Sa vie ne l’avait jamais satisfaite : cela prouvait assez qu’elle était faite pour quelque chose de mieux. Elle aurait pu se marier plus d’une fois – faire un de ces mariages riches qu’on lui avait appris à considérer comme le but de l’existence ; mais, chaque fois que l’occasion s’était présentée, elle avait toujours reculé. (p. 158, chap. 14)

Ça, c’est Lily tout entière, vous savez : elle travaille comme un nègre à préparer le terrain et à faire les semailles ; puis, le jour où elle doit récolter la moisson, elle se lève trop tard ou elle court à un pique-nique. (p. 189, chap. 16)

         De manière métaphorique, cette lutte intérieure de Lily se transpose par divers motifs traditionnels, principalement ceux de la route, du chemin à emprunter face au dilemme constant auquel elle fait face, et de la lumière. Le moment décisif, au début du roman, où elle décide de manquer l’omnibus allant à l’église le dimanche, qui lui assurerait sans doute l’union avec Percy Gryce, un médiocre hypocondriaque mais immensément riche, pour faire une promenade en compagnie de Selden, ne cessera de se répéter ensuite tout au long du roman : Lily décide in fine de prendre sa route à elle, non celle que sa mère lui avait tracée, et qui lui inspire horreur dans ses rares moments de claire lucidité.
Elle ferma les yeux, un instant, et le néant de l’existence monotone qu’elle avait choisie se déroula devant elle comme une longue route blanche sans le moindre changement de niveau ni tournant : il est vrai qu’elle le parcourrait en voiture au lieu de s’y traîner à pied, mais parfois le piéton a le divertissement d’un raccourci, refusé à ceux qui roulent carrosse. (p. 60, chap. 5)

Aussi, miss Bart se leva-t-elle, le lendemain, très sérieusement convaincue que c’était son devoir d’aller à l’église. […] Mais une telle décision était trop exclusivement raisonnable pour ne pas contenir en soi des germes de rébellion : ses préparatifs n’étaient pas plus tôt terminés qu’ils éveillèrent en elle un sourd sentiment de résistance.

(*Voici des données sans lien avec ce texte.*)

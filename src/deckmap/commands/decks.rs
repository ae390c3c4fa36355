use crate::commands::{CmdMessage, CmdResult};
use crate::error::Result;
use crate::model::DeckConfiguration;
use crate::store::{ConfigStore, StorageBackend};

pub fn list<B: StorageBackend>(store: &ConfigStore<B>) -> Result<CmdResult> {
    let configs = store.list()?;
    let mut result = CmdResult::default();
    if configs.is_empty() {
        result.add_message(CmdMessage::info(
            "No deck configurations yet. Add one with `deckmap add` or `deckmap import`.",
        ));
    }
    Ok(result.with_configurations(configs))
}

pub fn add<B: StorageBackend>(
    store: &ConfigStore<B>,
    config: DeckConfiguration,
) -> Result<CmdResult> {
    let existed = store.is_configured(config.deck_id)?;
    let stored = store.add(config)?;

    let mut result = CmdResult::default();
    let verb = if existed { "Updated" } else { "Added" };
    result.add_message(CmdMessage::success(format!(
        "{} deck {} ({})",
        verb, stored.deck_name, stored.deck_id
    )));
    Ok(result.with_configurations(vec![stored]))
}

pub fn remove<B: StorageBackend>(store: &ConfigStore<B>, deck_id: i64) -> Result<CmdResult> {
    let removed = store.get(deck_id)?;
    store.remove(deck_id)?;

    let mut result = CmdResult::default();
    match removed {
        Some(config) => {
            result.add_message(CmdMessage::success(format!(
                "Removed deck {} ({})",
                config.deck_name, config.deck_id
            )));
            Ok(result.with_configurations(vec![config]))
        }
        None => {
            result.add_message(CmdMessage::info(format!(
                "Deck {} is not configured, nothing to remove",
                deck_id
            )));
            Ok(result)
        }
    }
}

#[cfg(test)]
mod tests {
    use super::*;
    use crate::commands::MessageLevel;
    use crate::store::memory::fixtures::{deck, StoreFixture};

    #[test]
    fn list_empty_store_hints_at_setup() {
        let fixture = StoreFixture::new();
        let result = list(&fixture.store).unwrap();
        assert!(result.configurations.is_empty());
        assert_eq!(result.messages.len(), 1);
        assert!(result.messages[0].content.contains("deckmap import"));
    }

    #[test]
    fn list_returns_persisted_order() {
        let fixture = StoreFixture::new().with_deck(2, "Spanish").with_deck(1, "Japanese");
        let result = list(&fixture.store).unwrap();
        let ids: Vec<_> = result.configurations.iter().map(|c| c.deck_id).collect();
        assert_eq!(ids, vec![2, 1]);
        assert!(result.messages.is_empty());
    }

    #[test]
    fn add_reports_added_then_updated() {
        let fixture = StoreFixture::new();

        let first = add(&fixture.store, deck(1, "Japanese")).unwrap();
        assert!(first.messages[0].content.starts_with("Added"));

        let second = add(&fixture.store, deck(1, "日本語")).unwrap();
        assert!(second.messages[0].content.starts_with("Updated"));
        assert_eq!(fixture.store.list().unwrap().len(), 1);
    }

    #[test]
    fn add_invalid_config_is_an_error() {
        let fixture = StoreFixture::new();
        let mut config = deck(1, "Japanese");
        config.deck_name = " ".into();
        assert!(add(&fixture.store, config).is_err());
    }

    #[test]
    fn remove_present_and_absent() {
        let fixture = StoreFixture::new().with_deck(1, "Japanese");

        let result = remove(&fixture.store, 1).unwrap();
        assert_eq!(result.messages[0].level, MessageLevel::Success);
        assert_eq!(result.configurations[0].deck_name, "Japanese");

        let result = remove(&fixture.store, 1).unwrap();
        assert_eq!(result.messages[0].level, MessageLevel::Info);
        assert!(result.configurations.is_empty());
    }
}
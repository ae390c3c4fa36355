use std::process::Command;

fn git(args: &[&str]) -> String {
    Command::new("git")
        .args(args)
        .output()
        .ok()
        .filter(|o| o.status.success())
        .and_then(|o| String::from_utf8(o.stdout).ok())
        .map(|s| s.trim().to_string())
        .unwrap_or_default()
}

fn main() {
    println!("cargo:rerun-if-changed=.git/HEAD");
    println!("cargo:rerun-if-changed=.git/index");

    let hash = git(&["rev-parse", "--short", "HEAD"]);
    let commit_date = git(&["log", "-1", "--format=%cd", "--date=format:%Y-%m-%d"]);

    println!("cargo:rustc-env=GIT_HASH={}", hash);
    println!("cargo:rustc-env=GIT_COMMIT_DATE={}", commit_date);
}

Une faible étincelle suffisait à enflammer l’imagination de Lily, et la vue de la robe grise et du livre de prières illumina au loin les années futures. Il lui faudrait aller à l’office, tous les dimanches, avec Percy Gryce. Ils auraient un banc, tout près de l’autel, dans l’église la plus chère de New York, et le nom de Percy figurerait en bonne place dans l’annuaire des charités paroissiales. Au bout de quelques années, quand il aurait engraissé, on ferait de lui un membre du conseil de fabrique. Le pasteur viendrait dîner, une fois chaque hiver, et son mari la prierait de vérifier la liste des invités et de veiller à ce qu’elle ne renfermât pas de divorcées, hormis celles qui auraient donné des gages de repentir en se remariant très richement. Il n’y avait rien de particulièrement ardu dans cet ensemble d’obligations religieuses ; mais cela représentait une fraction de la grande masse d’ennuis qui se dessinait sur sa route. (p. 61-62, chap. 5)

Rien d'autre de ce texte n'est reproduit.